- **DIRECTIONS FOR THIS TASK**: Go through the records below and copy out every line holding "microseconds".

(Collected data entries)
──────────
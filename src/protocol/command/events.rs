//! Server-initiated stream events.

use std::ffi::CString;

use crate::protocol::serde::*;
use crate::protocol::stream::BufferAttr;
use crate::protocol::ProtocolError;

/// Sent by the server to request a chunk from a playback stream.
#[derive(Default, Debug, Clone, Copy, PartialEq, Eq)]
pub struct Request {
    /// The channel ID.
    pub channel: u32,

    /// The number of bytes requested.
    pub length: u32,
}

impl TagStructRead for Request {
    fn read(ts: &mut TagStructReader<'_>, _protocol_version: u16) -> Result<Self, ProtocolError> {
        Ok(Self {
            channel: ts.read_u32()?,
            length: ts.read_u32()?,
        })
    }
}

impl TagStructWrite for Request {
    fn write(
        &self,
        w: &mut TagStructWriter<'_>,
        _protocol_version: u16,
    ) -> Result<(), ProtocolError> {
        w.write_u32(self.channel)?;
        w.write_u32(self.length)?;
        Ok(())
    }
}

/// Sent by the server when a playback stream is moved to a different sink.
/// Supported since version 12; version 13 added the refreshed buffer metrics
/// and the configured device latency.
#[derive(Debug, Clone, PartialEq, Eq)]
pub struct PlaybackStreamMovedParams {
    /// The channel of the stream.
    pub channel: u32,

    /// The index of the new device.
    pub device_index: u32,

    /// The name of the new device.
    pub device_name: CString,

    /// Whether the destination device is suspended.
    pub device_suspended: bool,

    /// The buffer metrics after the move. `fragment_size` is unused. Version
    /// 13 and newer.
    pub buffer_attr: BufferAttr,

    /// The configured sink latency, in microseconds. Version 13 and newer.
    pub configured_sink_usec: u64,
}

impl TagStructRead for PlaybackStreamMovedParams {
    fn read(ts: &mut TagStructReader<'_>, protocol_version: u16) -> Result<Self, ProtocolError> {
        let channel = ts.read_u32()?;
        let device_index = ts
            .read_index()?
            .ok_or_else(|| ProtocolError::Invalid("invalid device index".into()))?;
        let device_name = ts.read_string_non_null()?;
        let device_suspended = ts.read_bool()?;

        let (mut buffer_attr, mut configured_sink_usec) = (BufferAttr::default(), 0);
        if protocol_version >= 13 {
            buffer_attr = BufferAttr {
                max_length: ts.read_u32()?,
                target_length: ts.read_u32()?,
                pre_buffering: ts.read_u32()?,
                minimum_request_length: ts.read_u32()?,
                ..Default::default()
            };
            configured_sink_usec = ts.read_usec()?;
        }

        Ok(Self {
            channel,
            device_index,
            device_name,
            device_suspended,
            buffer_attr,
            configured_sink_usec,
        })
    }
}

impl TagStructWrite for PlaybackStreamMovedParams {
    fn write(
        &self,
        ts: &mut TagStructWriter<'_>,
        protocol_version: u16,
    ) -> Result<(), ProtocolError> {
        ts.write_u32(self.channel)?;
        ts.write_index(Some(self.device_index))?;
        ts.write_string(Some(&self.device_name))?;
        ts.write_bool(self.device_suspended)?;

        if protocol_version >= 13 {
            ts.write_u32(self.buffer_attr.max_length)?;
            ts.write_u32(self.buffer_attr.target_length)?;
            ts.write_u32(self.buffer_attr.pre_buffering)?;
            ts.write_u32(self.buffer_attr.minimum_request_length)?;
            ts.write_usec(self.configured_sink_usec)?;
        }

        Ok(())
    }
}

/// Sent by the server when a record stream is moved to a different source.
#[derive(Debug, Clone, PartialEq, Eq)]
pub struct RecordStreamMovedParams {
    /// The channel of the stream.
    pub channel: u32,

    /// The index of the new device.
    pub device_index: u32,

    /// The name of the new device.
    pub device_name: CString,

    /// Whether the destination device is suspended.
    pub device_suspended: bool,

    /// The buffer metrics after the move. Only `max_length` and
    /// `fragment_size` are used. Version 13 and newer.
    pub buffer_attr: BufferAttr,

    /// The configured source latency, in microseconds. Version 13 and newer.
    pub configured_source_usec: u64,
}

impl TagStructRead for RecordStreamMovedParams {
    fn read(ts: &mut TagStructReader<'_>, protocol_version: u16) -> Result<Self, ProtocolError> {
        let channel = ts.read_u32()?;
        let device_index = ts
            .read_index()?
            .ok_or_else(|| ProtocolError::Invalid("invalid device index".into()))?;
        let device_name = ts.read_string_non_null()?;
        let device_suspended = ts.read_bool()?;

        let (mut buffer_attr, mut configured_source_usec) = (BufferAttr::default(), 0);
        if protocol_version >= 13 {
            buffer_attr = BufferAttr {
                max_length: ts.read_u32()?,
                fragment_size: ts.read_u32()?,
                ..Default::default()
            };
            configured_source_usec = ts.read_usec()?;
        }

        Ok(Self {
            channel,
            device_index,
            device_name,
            device_suspended,
            buffer_attr,
            configured_source_usec,
        })
    }
}

impl TagStructWrite for RecordStreamMovedParams {
    fn write(
        &self,
        ts: &mut TagStructWriter<'_>,
        protocol_version: u16,
    ) -> Result<(), ProtocolError> {
        ts.write_u32(self.channel)?;
        ts.write_index(Some(self.device_index))?;
        ts.write_string(Some(&self.device_name))?;
        ts.write_bool(self.device_suspended)?;

        if protocol_version >= 13 {
            ts.write_u32(self.buffer_attr.max_length)?;
            ts.write_u32(self.buffer_attr.fragment_size)?;
            ts.write_usec(self.configured_source_usec)?;
        }

        Ok(())
    }
}

/// Sent by the server when the device a stream is attached to is suspended
/// or resumed. Supported since version 12.
#[derive(Debug, Copy, Clone, Eq, PartialEq)]
pub struct StreamSuspendedParams {
    /// The channel of the stream.
    pub channel: u32,

    /// The suspended state of the device.
    pub suspended: bool,
}

impl TagStructRead for StreamSuspendedParams {
    fn read(ts: &mut TagStructReader<'_>, _protocol_version: u16) -> Result<Self, ProtocolError> {
        Ok(Self {
            channel: ts.read_u32()?,
            suspended: ts.read_bool()?,
        })
    }
}

impl TagStructWrite for StreamSuspendedParams {
    fn write(
        &self,
        ts: &mut TagStructWriter<'_>,
        _protocol_version: u16,
    ) -> Result<(), ProtocolError> {
        ts.write_u32(self.channel)?;
        ts.write_bool(self.suspended)?;
        Ok(())
    }
}

#[cfg(test)]
mod tests {
    use crate::protocol::test_util::{test_serde, test_serde_version};
    use crate::protocol::MAX_VERSION;

    use super::*;

    #[test]
    fn request_serde() -> anyhow::Result<()> {
        let ev = Request {
            channel: 1,
            length: 2,
        };

        test_serde(&ev)
    }

    #[test]
    fn playback_stream_moved_params_serde() -> anyhow::Result<()> {
        let ev = PlaybackStreamMovedParams {
            channel: 1,
            device_index: 2,
            device_name: CString::new("foo").unwrap(),
            device_suspended: false,
            buffer_attr: BufferAttr {
                max_length: 1 << 20,
                target_length: 4096,
                pre_buffering: 4096,
                minimum_request_length: 1024,
                ..Default::default()
            },
            configured_sink_usec: 3000,
        };

        test_serde_version(&ev, MAX_VERSION)
    }

    #[test]
    fn record_stream_moved_params_serde() -> anyhow::Result<()> {
        let ev = RecordStreamMovedParams {
            channel: 1,
            device_index: 2,
            device_name: CString::new("foo").unwrap(),
            device_suspended: true,
            buffer_attr: BufferAttr {
                max_length: 1 << 20,
                fragment_size: 1024,
                ..Default::default()
            },
            configured_source_usec: 3000,
        };

        test_serde_version(&ev, MAX_VERSION)
    }

    #[test]
    fn stream_suspended_params_serde() -> anyhow::Result<()> {
        let params = StreamSuspendedParams {
            channel: 0,
            suspended: true,
        };

        test_serde(&params)
    }
}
──────────
- **OUTPUT BELOW**:
    /// The configured sink latency, in microseconds. Version 13 and newer.
    /// The configured source latency, in microseconds. Version 13 and newer.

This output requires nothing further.